Due to Twitter policy, we are not allowed to share the data, but the procedure to obtain the dataset is simple as follows through Twitter API. We use the ID of the tweet from the Clickbait Challenge 2017 dataset ( link) to crawl the information regarding the tweets using Twitter API. The information is shown in the following table. The post_text and target_paragraphs fields were derived from the clickbait challenge dataset but the rest of the fields were obtained from Twitter.

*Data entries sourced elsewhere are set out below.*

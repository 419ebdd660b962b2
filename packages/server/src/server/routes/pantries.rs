//! Pantry query endpoints: list, nearby, cities, synchronous re-ingest.

use axum::{
    extract::{Extension, Path, Query},
    http::StatusCode,
    Json,
};
use serde::Deserialize;
use uuid::Uuid;

use crate::common::{CitySummary, GeoPoint};
use crate::domains::pantries::models::{NearbyPantry, Pantry};
use crate::server::app::AppState;

#[derive(Debug, Deserialize)]
pub struct ListQuery {
    pub city: Option<String>,
    pub state: Option<String>,
}

/// GET /api/pantries?city=&state=
pub async fn list_pantries_handler(
    Extension(state): Extension<AppState>,
    Query(query): Query<ListQuery>,
) -> Result<Json<Vec<Pantry>>, StatusCode> {
    state
        .deps
        .store
        .list(query.city.as_deref(), query.state.as_deref())
        .await
        .map(Json)
        .map_err(|e| {
            tracing::error!(error = %e, "Pantry list failed");
            StatusCode::INTERNAL_SERVER_ERROR
        })
}

#[derive(Debug, Deserialize)]
pub struct NearbyQuery {
    pub lat: f64,
    pub lng: f64,
    pub max_distance_m: f64,
    #[serde(default = "default_limit")]
    pub limit: i64,
}

fn default_limit() -> i64 {
    50
}

/// GET /api/pantries/nearby?lat=&lng=&max_distance_m=&limit=
pub async fn nearby_pantries_handler(
    Extension(state): Extension<AppState>,
    Query(query): Query<NearbyQuery>,
) -> Result<Json<Vec<NearbyPantry>>, StatusCode> {
    if !query.lat.is_finite() || !query.lng.is_finite() || query.max_distance_m <= 0.0 {
        return Err(StatusCode::BAD_REQUEST);
    }

    state
        .deps
        .store
        .nearby(
            GeoPoint::new(query.lat, query.lng),
            query.max_distance_m,
            query.limit.clamp(1, 500),
        )
        .await
        .map(Json)
        .map_err(|e| {
            tracing::error!(error = %e, "Nearby query failed");
            StatusCode::INTERNAL_SERVER_ERROR
        })
}

/// GET /api/cities
pub async fn list_cities_handler(
    Extension(state): Extension<AppState>,
) -> Result<Json<Vec<CitySummary>>, StatusCode> {
    state.deps.store.cities().await.map(Json).map_err(|e| {
        tracing::error!(error = %e, "City listing failed");
        StatusCode::INTERNAL_SERVER_ERROR
    })
}

/// POST /api/pantries/:pantry_id/ingest
///
/// Synchronous scrape + extract for one stored pantry; returns the updated
/// record.
pub async fn ingest_pantry_handler(
    Extension(state): Extension<AppState>,
    Path(pantry_id): Path<Uuid>,
) -> Result<Json<Pantry>, StatusCode> {
    match state.orchestrator.ingest_pantry(pantry_id).await {
        Ok(Some(pantry)) => Ok(Json(pantry)),
        Ok(None) => Err(StatusCode::NOT_FOUND),
        Err(e) => {
            tracing::error!(pantry_id = %pantry_id, error = %e, "Re-ingest failed");
            Err(StatusCode::INTERNAL_SERVER_ERROR)
        }
    }
}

The description of the fields is as following:
Field | Description |
---|---|
ID | a unique Tweet identification number |
post_text | a posted headline on Twitter (i.e., title) |
target_paragraphs | a news article (i.e., body) |
favorite_count | a number of likes |
retweet_count | a number of retweets |
created_at | a timestamp of a Tweet |
users_followers_count | a number of followers of a news media's Twitter account |
user_name | a news media's user name (i.e., news media) |
user_description | further information regarding news media |
user_url | URL of news media |
The trained models for headline generaion on Newsroom dataset are as follows:
Model | Link |
---|---|
Fine-tuned of Prophet-Net | Hprophetnet-large |
Fine-tuned of BART | HBART |
Fine-tuned of T5 | Ht5-small |
Code | Description |
---|---|
Tuning_headline_Popularity_Model.ipynb | This code is used to train a transformer encoder model for headline popularity prediciton task. |
Evaluator.ipynb | This code is used to generate 10 variations of headlines for each news articles, select the most popular ones, and then calculate the evaluation metrics (i.e., ROUGE, BLEU, and METEOR) |
Training_generator_models.ipynb | This code is used to train a transformer model on headline generation task |
For more information, please read the following article:
@ARTICLE{10154027,
author={Omidvar, Amin and An, Aijun},
journal={IEEE Access},
title={Learning to Generate Popular Headlines},
year={2023},
volume={11},
number={},
pages={60904-60914},
doi={10.1109/ACCESS.2023.3286853}}